Дочки-матери - страница 29
По воскресеньям (были тогда шестидневки или пятидневки – не помню) мы с Батаней и обычно приезжавшими к нам ее гостями (они всегда приезжали с коробками конфет, фруктами или арбузом – мамы-папины могли привезти арбуз или конфеты в пакете, но никогда не возили коробок) шли на залив. Обед в этот день бывал поздно, а на залив с собой всегда брали какую-нибудь еду. Под соснами – там, где начинался песчаный пляж, расстилали одеяла и полотенца. На скатерти (всегда – и в доме, и везде при Батане была скатерть) раскладывалась еда и ставились бутылки с ситро – устраивался пикник. Мне разрешали бесконечно бродить по воде и купаться. Но купаться в заливе было неинтересно, совсем не было того замирания, которое я испытывала, купаясь тайком в Сестре и каждое мгновение ожидая, что меня схватит «водяной» или «захватит омут». О них (я представляла, что «водяной» и «омут» существа живые) постоянно говорила Нюра, считая, видимо, что страха перед ними хватит, чтобы отпугнуть меня от реки. Я же купалась, а ей постоянно врала, что только брожу по воде. Иногда в заливе купались и взрослые, но я никогда не видела купающейся (и вообще раздетой) Батаню.
Еще на пляже можно было долго идти вдоль моря и дойти до полосатой будки, около которой стоял солдат с ружьем. Он разговаривал с подходившими детьми и взрослыми, никогда не стрелял и вообще внешне походил на оловянного солдатика-красноармейца в высоком шлеме. Недалеко по пляжу за ним стояла другая будка, и там ходил другой солдат, но туда нельзя было пройти, потому что эта будка была уже «заграница».

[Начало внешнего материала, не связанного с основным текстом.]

use chrono::{DateTime, Utc};
use serde::{Deserialize, Serialize};
use std::fmt;
use std::str::FromStr;

/// Upstream EHR platform a cached session belongs to.
#[derive(Debug, Clone, Copy, PartialEq, Eq, Hash, Serialize, Deserialize)]
#[serde(rename_all = "lowercase")]
pub enum Source {
    Practicefusion,
    Tebra,
}

impl fmt::Display for Source {
    fn fmt(&self, f: &mut fmt::Formatter<'_>) -> fmt::Result {
        match self {
            Source::Practicefusion => write!(f, "practicefusion"),
            Source::Tebra => write!(f, "tebra"),
        }
    }
}

impl FromStr for Source {
    type Err = String;

    fn from_str(s: &str) -> Result<Self, Self::Err> {
        match s.to_lowercase().as_str() {
            "practicefusion" => Ok(Source::Practicefusion),
            "tebra" => Ok(Source::Tebra),
            other => Err(format!("Unknown source: {}", other)),
        }
    }
}

/// Row shape returned by the sessions table.
#[derive(Debug, Clone, Deserialize)]
pub struct SessionRow {
    pub cookie: String,
    pub csrf_token: Option<String>,
    pub expires_at: DateTime<Utc>,
}

/// A pre-authenticated cookie/token pair cached by the external login process.
/// Read-only from the pipeline's perspective.
#[derive(Debug, Clone)]
pub struct Session {
    pub cookie: String,
    pub csrf_token: Option<String>,
    pub source: Source,
    pub expires_at: DateTime<Utc>,
}
use std::collections::{BTreeSet, HashMap};

use anyhow::Result;
use serde_json::Value;
use tracing::{info, warn};

use ehr_api_cell::services::{PracticeFusionClient, TebraClient};
use session_cell::models::Session;
use shared_config::EhrConfig;

use crate::models::{FlatRow, InsuranceProfile};
use crate::services::flatten::{
    flatten_appointment, flatten_scheduled_event, summarize_transcripts, value_str,
};
use crate::services::insurance::{fetch_insurance_profiles, INSURANCE_CALL_DELAY};
use crate::services::reconcile::{fallback_patient_id, reconcile};

/// Tebra appointment dashboard: bulk worklist fetch, calendar-bootstrap
/// reconciliation, billing-profile enrichment, flatten. Fully sequential;
/// per-run indices are written once and read-only afterwards.
pub struct AppointmentDashboardService {
    tebra: TebraClient,
}

impl AppointmentDashboardService {
    pub fn new(config: &EhrConfig, session: &Session) -> Result<Self> {
        Ok(Self {
            tebra: TebraClient::new(config, session)?,
        })
    }

    pub async fn run(
        &self,
        start: chrono::NaiveDate,
        end: chrono::NaiveDate,
    ) -> Result<Vec<FlatRow>> {
        let appointments = self.tebra.fetch_appointments(start, end).await?;

        // The bootstrap feed is the authoritative patient-ID source. Only
        // when it is entirely unavailable do the per-record fallbacks run.
        let indices = match self.tebra.fetch_calendar_bootstrap(start, end).await {
            Ok(bootstrap) => Some(reconcile(&bootstrap)),
            Err(err) => {
                warn!(
                    "Calendar bootstrap unavailable, falling back to appointment fields: {}",
                    err
                );
                None
            }
        };

        let patient_ids: Vec<Option<i64>> = appointments
            .iter()
            .map(|appointment| match &indices {
                Some(indices) => appointment
                    .get("patientGuid")
                    .and_then(Value::as_str)
                    .and_then(|guid| indices.patient_ids.get(guid).copied()),
                None => fallback_patient_id(appointment),
            })
            .collect();

        let profiles =
            fetch_insurance_profiles(&self.tebra, patient_ids.iter().flatten().copied()).await;

        let rows = appointments
            .iter()
            .zip(&patient_ids)
            .map(|(appointment, patient_id)| {
                let mode = indices.as_ref().and_then(|indices| {
                    appointment
                        .get("appointmentUuid")
                        .and_then(Value::as_str)
                        .and_then(|uuid| indices.modes.get(uuid))
                        .map(String::as_str)
                });
                let insurance = patient_id.and_then(|id| profiles.get(&id));
                flatten_appointment(appointment, *patient_id, mode, insurance)
            })
            .collect();

        info!("Built {} appointment rows", appointments.len());
        Ok(rows)
    }
}

/// Practice Fusion patient dashboard: paginated schedule report, then
/// per-patient insurance ribbon and transcript summaries, then flatten.
pub struct PatientDashboardService {
    practice_fusion: PracticeFusionClient,
}

impl PatientDashboardService {
    pub fn new(config: &EhrConfig, session: &Session) -> Result<Self> {
        Ok(Self {
            practice_fusion: PracticeFusionClient::new(config, session)?,
        })
    }

    pub async fn run(
        &self,
        start: chrono::NaiveDate,
        end: chrono::NaiveDate,
    ) -> Result<Vec<FlatRow>> {
        let events = self.practice_fusion.fetch_schedule_report(start, end).await?;

        // One lookup per unique patient, paced like the insurance loop.
        // A failed lookup degrades that patient to coarse data.
        let guids: BTreeSet<String> = events
            .iter()
            .filter_map(|event| event.get("patientPracticeGuid").and_then(Value::as_str))
            .map(str::to_owned)
            .collect();

        let mut insurance: HashMap<String, InsuranceProfile> = HashMap::new();
        let mut transcripts: HashMap<String, String> = HashMap::new();
        let mut first = true;
        for guid in &guids {
            if !first {
                tokio::time::sleep(INSURANCE_CALL_DELAY).await;
            }
            first = false;

            match self.practice_fusion.fetch_patient_ribbon(guid).await {
                Ok(body) => {
                    if let Some(profile) = InsuranceProfile::from_ribbon(&body) {
                        insurance.insert(guid.clone(), profile);
                    }
                }
                Err(err) => warn!("Insurance ribbon unavailable for patient {}: {}", guid, err),
            }

            match self.practice_fusion.fetch_transcript_summaries(guid).await {
                Ok(items) => {
                    if let Some(summary) = summarize_transcripts(&items) {
                        transcripts.insert(guid.clone(), summary);
                    }
                }
                Err(err) => warn!("Transcripts unavailable for patient {}: {}", guid, err),
            }
        }

        let mut rows = Vec::with_capacity(events.len());
        for event in &events {
            let guid = event.get("patientPracticeGuid").and_then(Value::as_str);

            let phone_backfill = if value_str(event, "patientMobilePhone").is_none() {
                match guid {
                    Some(guid) => self.lookup_phone(guid).await,
                    None => None,
                }
            } else {
                None
            };

            rows.push(flatten_scheduled_event(
                event,
                guid.and_then(|g| insurance.get(g)),
                guid.and_then(|g| transcripts.get(g)).map(String::as_str),
                phone_backfill.as_deref(),
            ));
        }

        info!("Built {} patient rows", rows.len());
        Ok(rows)
    }

    async fn lookup_phone(&self, guid: &str) -> Option<String> {
        match self.practice_fusion.fetch_patient_detail(guid).await {
            Ok(detail) => {
                value_str(&detail, "mobilePhone").or_else(|| value_str(&detail, "homePhone"))
            }
            Err(err) => {
                warn!("Patient detail unavailable for {}: {}", guid, err);
                None
            }
        }
    }
}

Иногда пикника в соснах у пляжа не было, и мы шли обедать в ресторан около станции. Я всегда заранее знала, когда мы пойдем в ресторан, потому что тогда Батаня надевала не серо-голубое полотняное платье, а белое шелковое с белой же выпуклой вышивкой у шеи, на рукавах и по подолу. Потом я видела такие же у мамы, у Ани и у Раисы (или это было все одно и то же, перманентно перешиваемое с одной на другую?). Мы проходили через большой зал и подымались на второй этаж. Там тоже был зал, но поменьше. Мы его проходили, а садились на открытой веранде, где было всегда немного людей и стояли четыре или пять круглых столов под большими белыми зонтиками.
Подымаясь по лестнице, я начинала очень глубоко дышать – нюхать! Там пахло чем-то вкусным – жареным и пирожными, и всегда начинало хотеться есть.
Однажды следующей зимой я услышала, как папа сам себе читает стихи – он часто читал так и всегда охотно отвечал на мой вопрос, что он читает, и готов был по моей просьбе повторить любые строки. Он читал: «По вечерам над ресторанами горячий воздух дик и глух, и правит окриками пьяными весенний и тлетворный дух…» Я вычленила из всей фразы только «тлетворный дух» и сказала, что это «тот дух жареного и пирожных», который был в ресторане в Сестрорецке. Он со мной не согласился, объяснял по-другому, что – я не запомнила, но несколько раз прочел все стихотворение и назвал поэта – Блок. И поэта, и строки я запомнила. Это были первые стихи Блока, которые я узнала.
По вечерам мы сидели на веранде, горела керосиновая лампа. Нюра писала письма. Она постоянно писала письма, сначала в свою деревню, а потом, уже в Москве, куда-то в «ссылку».
Батаня обычно что-то шила, а я должна была читать вслух. Еще в городе зимой Батаня стала учить меня грамоте. Этим летом я перешагнула барьер, который отделяет знание букв и умение сложить их в слова от желания читать, и к концу «дачи» стала меньше бродить по лесу и реке, потому что, когда я прочла и знала наизусть Чуковского и другие книжки – стихи (я тогда любила только рифмованное), Батаня привезла на дачу большой в красном переплете с золотом (марксовский) том Жуковского и несколько раз читала из него вслух. Книга меня заворожила, и преодоление ятей и всего старого шрифта было почти мгновенным. Я стала читать – «Светлана», «Наль и Дамаянти», «Лесной царь», «Перчатка», – я зачитывалась Жуковским до одури, до того, что мне все это снилось. Я читала по вечерам Батане и днем Нюре, читала по книге и сама себе наизусть, бродя по лесу и на реке. Почему Батаня привезла именно Жуковского? У нее был такой же марксовский в зеленом переплете Пушкин, синий Некрасов, темно-зеленый Гоголь, голубой Лермонтов и голубой же Никитин. Может, это был случайный выбор, но он сочетанием поэзии и фабульности как-то очень пришелся на мой возраст и навсегда сделал для меня поэзию «высшим родом искусства».